§ WHAT THE EXERCISE ASKS
Every line between the top of the data below and the line with "use std::fs::OpenOptions;", both ends included, must be retyped exactly.
##### INFORMATION
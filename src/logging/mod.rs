//! Durable, level-filtered log file
//!
//! Console diagnostics go through `tracing`. Events that must survive the process (failed
//! downloads, mostly) are also appended to a plain text log file by a [`FileLogger`] the
//! coordinator owns. Each line is written inside a critical section so a termination
//! request cannot leave half a line behind.

use crate::interrupt::Interrupt;
use chrono::Local;
use serde::Deserialize;
use std::fmt;
use std::fs::OpenOptions;
use std::io::Write;
use std::path::{Path, PathBuf};
use std::str::FromStr;

/// Severity levels, lowest first
#[derive(Debug, Clone, Copy, PartialEq, Eq, PartialOrd, Ord, Hash, Deserialize)]
#[serde(try_from = "String")]
pub enum LogLevel {
    NotSet,
    Debug,
    Info,
    Warning,
    Error,
    Critical,
}

impl LogLevel {
    /// Numeric priority of the level
    pub fn value(self) -> u8 {
        match self {
            Self::NotSet => 0,
            Self::Debug => 10,
            Self::Info => 20,
            Self::Warning => 30,
            Self::Error => 40,
            Self::Critical => 50,
        }
    }

    pub fn as_str(self) -> &'static str {
        match self {
            Self::NotSet => "NOT_SET",
            Self::Debug => "DEBUG",
            Self::Info => "INFO",
            Self::Warning => "WARNING",
            Self::Error => "ERROR",
            Self::Critical => "CRITICAL",
        }
    }
}

impl Default for LogLevel {
    fn default() -> Self {
        Self::Warning
    }
}

impl fmt::Display for LogLevel {
    fn fmt(&self, f: &mut fmt::Formatter<'_>) -> fmt::Result {
        f.write_str(self.as_str())
    }
}

impl FromStr for LogLevel {
    type Err = String;

    fn from_str(s: &str) -> Result<Self, Self::Err> {
        match s.trim().to_ascii_uppercase().as_str() {
            "NOT_SET" | "NOTSET" => Ok(Self::NotSet),
            "DEBUG" => Ok(Self::Debug),
            "INFO" => Ok(Self::Info),
            "WARNING" | "WARN" => Ok(Self::Warning),
            "ERROR" => Ok(Self::Error),
            "CRITICAL" => Ok(Self::Critical),
            other => Err(format!("unknown log level '{}'", other)),
        }
    }
}

impl TryFrom<String> for LogLevel {
    type Error = String;

    fn try_from(value: String) -> Result<Self, String> {
        value.parse()
    }
}

/// Appends formatted lines to a log file
#[derive(Debug, Clone)]
pub struct FileLogger {
    path: PathBuf,
    threshold: LogLevel,
    include_time: bool,
    interrupt: Interrupt,
}

impl FileLogger {
    pub fn new(path: &Path, threshold: LogLevel, include_time: bool, interrupt: Interrupt) -> Self {
        Self {
            path: path.to_path_buf(),
            threshold,
            include_time,
            interrupt,
        }
    }

    pub fn path(&self) -> &Path {
        &self.path
    }

    pub fn threshold(&self) -> LogLevel {
        self.threshold
    }

    pub fn set_threshold(&mut self, threshold: LogLevel) {
        self.threshold = threshold;
    }

    /// Logs `message` at `level`
    ///
    /// A message below the threshold is dropped. A message without a level is always
    /// written and carries no level tag.
    ///
    /// # Returns
    ///
    /// * `Ok(true)` - The line was written
    /// * `Ok(false)` - The message was below the threshold
    /// * `Err(io::Error)` - The log file could not be written
    pub fn log(&self, level: Option<LogLevel>, message: &str) -> std::io::Result<bool> {
        let Some(line) = self.format_line(level, message) else {
            return Ok(false);
        };

        let _section = self.interrupt.block();
        let mut file = OpenOptions::new()
            .create(true)
            .append(true)
            .open(&self.path)?;
        file.write_all(line.as_bytes())?;

        Ok(true)
    }

    pub fn debug(&self, message: &str) -> std::io::Result<bool> {
        self.log(Some(LogLevel::Debug), message)
    }

    pub fn info(&self, message: &str) -> std::io::Result<bool> {
        self.log(Some(LogLevel::Info), message)
    }

    pub fn warning(&self, message: &str) -> std::io::Result<bool> {
        self.log(Some(LogLevel::Warning), message)
    }

    pub fn error(&self, message: &str) -> std::io::Result<bool> {
        self.log(Some(LogLevel::Error), message)
    }

    pub fn critical(&self, message: &str) -> std::io::Result<bool> {
        self.log(Some(LogLevel::Critical), message)
    }

    /// Builds the line for `message`, or `None` when it is filtered out
    fn format_line(&self, level: Option<LogLevel>, message: &str) -> Option<String> {
        let mut line = String::new();

        if self.include_time {
            line.push_str(&Local::now().format("%Y-%m-%d %H:%M:%S").to_string());
            line.push(' ');
        }

        if let Some(level) = level {
            if level < self.threshold {
                return None;
            }
            line.push_str(level.as_str());
            line.push_str(": ");
        }

        line.push_str(message.trim());
        line.push('\n');
        Some(line)
    }
}
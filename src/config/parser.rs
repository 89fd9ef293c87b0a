use crate::config::types::Config;
use crate::config::validation::validate;
use crate::ConfigError;
use sha2::{Digest, Sha256};
use std::path::Path;

/// Loads and parses a configuration file from the given path
///
/// # Arguments
///
/// * `path` - Path to the TOML configuration file
///
/// # Returns
///
/// * `Ok(Config)` - Successfully loaded and validated configuration
/// * `Err(ConfigError)` - Failed to load, parse, or validate the configuration
///
/// # Example
///
/// ```no_run
/// use std::path::Path;
/// use shelf_sweep::config::load_config;
///
/// let config = load_config(Path::new("shelf-sweep.toml")).unwrap();
/// println!("Downloads go to: {}", config.paths.download_root);
/// ```
pub fn load_config(path: &Path) -> Result<Config, ConfigError> {
    // Read the configuration file
    let content = std::fs::read_to_string(path)?;

    parse_config(&content)
}

/// Parses and validates configuration text
pub fn parse_config(content: &str) -> Result<Config, ConfigError> {
    let config: Config = toml::from_str(content)?;

    validate(&config)?;

    Ok(config)
}

/// Computes a SHA-256 hash of the configuration file content
///
/// Logged at startup so runs with different settings can be told apart in the logs.
///
/// # Arguments
///
/// * `path` - Path to the TOML configuration file
///
/// # Returns
///
/// * `Ok(String)` - Hex-encoded SHA-256 hash of the file content
/// * `Err(ConfigError)` - Failed to read the file
pub fn compute_config_hash(path: &Path) -> Result<String, ConfigError> {
    let content = std::fs::read_to_string(path)?;
    let mut hasher = Sha256::new();
    hasher.update(content.as_bytes());
    let result = hasher.finalize();
    Ok(hex::encode(result))
}

/// Loads a configuration and returns both the config and its hash
///
/// # Arguments
///
/// * `path` - Path to the TOML configuration file
///
/// # Returns
///
/// * `Ok((Config, String))` - Successfully loaded configuration and its hash
/// * `Err(ConfigError)` - Failed to load or parse the configuration
pub fn load_config_with_hash(path: &Path) -> Result<(Config, String), ConfigError> {
    let config = load_config(path)?;
    let hash = compute_config_hash(path)?;
    Ok((config, hash))
}
//! Output module for crawl results
//!
//! This module handles:
//! - Laying out downloaded books on disk (PDF plus summary text)
//! - Recording and printing run statistics

mod artifacts;
pub mod stats;

pub use artifacts::{artifact_paths, assure_directory, write_artifacts, ArtifactPaths, GENERAL_DIRECTORY};
pub use stats::{print_statistics, CrawlStatistics};
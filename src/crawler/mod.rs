//! Crawler module for catalog traversal
//!
//! This module contains the core crawling logic, including:
//! - HTTP fetching of catalog pages and PDF downloads
//! - Marker-based parsing of homepage, listing and book pages
//! - Overall crawl coordination and resumption

mod coordinator;
mod fetcher;
mod parser;

pub use coordinator::{Coordinator, CrawlOutcome};
pub use fetcher::{
    build_http_client, download_file, fetch_book_metadata, fetch_page, DownloadError,
    DOWNLOAD_CHUNK_SIZE,
};
pub use parser::{
    extract_book_links, extract_book_metadata, extract_total_pages, BookMetadata, SiteMarkers,
};

use crate::config::Config;
use crate::interrupt::Interrupt;
use crate::SweepError;

/// Runs a complete crawl operation
///
/// This is the main entry point for starting a crawl. It will:
/// 1. Load the progress file, blacklist and log file
/// 2. Read the page count from the homepage
/// 3. Start trapping SIGINT and SIGTERM
/// 4. Crawl the listing pages from the oldest to the newest
///
/// # Arguments
///
/// * `config` - The crawler configuration
/// * `fresh` - Ignore the stored progress record
///
/// # Returns
///
/// * `Ok(CrawlOutcome)` - Crawl completed or was stopped by a signal
/// * `Err(SweepError)` - Crawl failed
pub async fn run_crawl(config: Config, fresh: bool) -> Result<CrawlOutcome, SweepError> {
    let interrupt = Interrupt::new();
    let mut coordinator = Coordinator::new(config, fresh, interrupt.clone())?;

    let pages = coordinator.prepare().await?;

    let listener = interrupt.listen();
    let outcome = coordinator.crawl(pages).await;
    listener.abort();

    outcome
}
##########
§ RESULT OF THIS TASK
filename src/logging/mod.rs
//! Durable, level-filtered log file
//!
//! Console diagnostics go through `tracing`. Events that must survive the process (failed
//! downloads, mostly) are also appended to a plain text log file by a [`FileLogger`] the
//! coordinator owns. Each line is written inside a critical section so a termination
//! request cannot leave half a line behind.

use crate::interrupt::Interrupt;
use chrono::Local;
use serde::Deserialize;
use std::fmt;
use std::fs::OpenOptions;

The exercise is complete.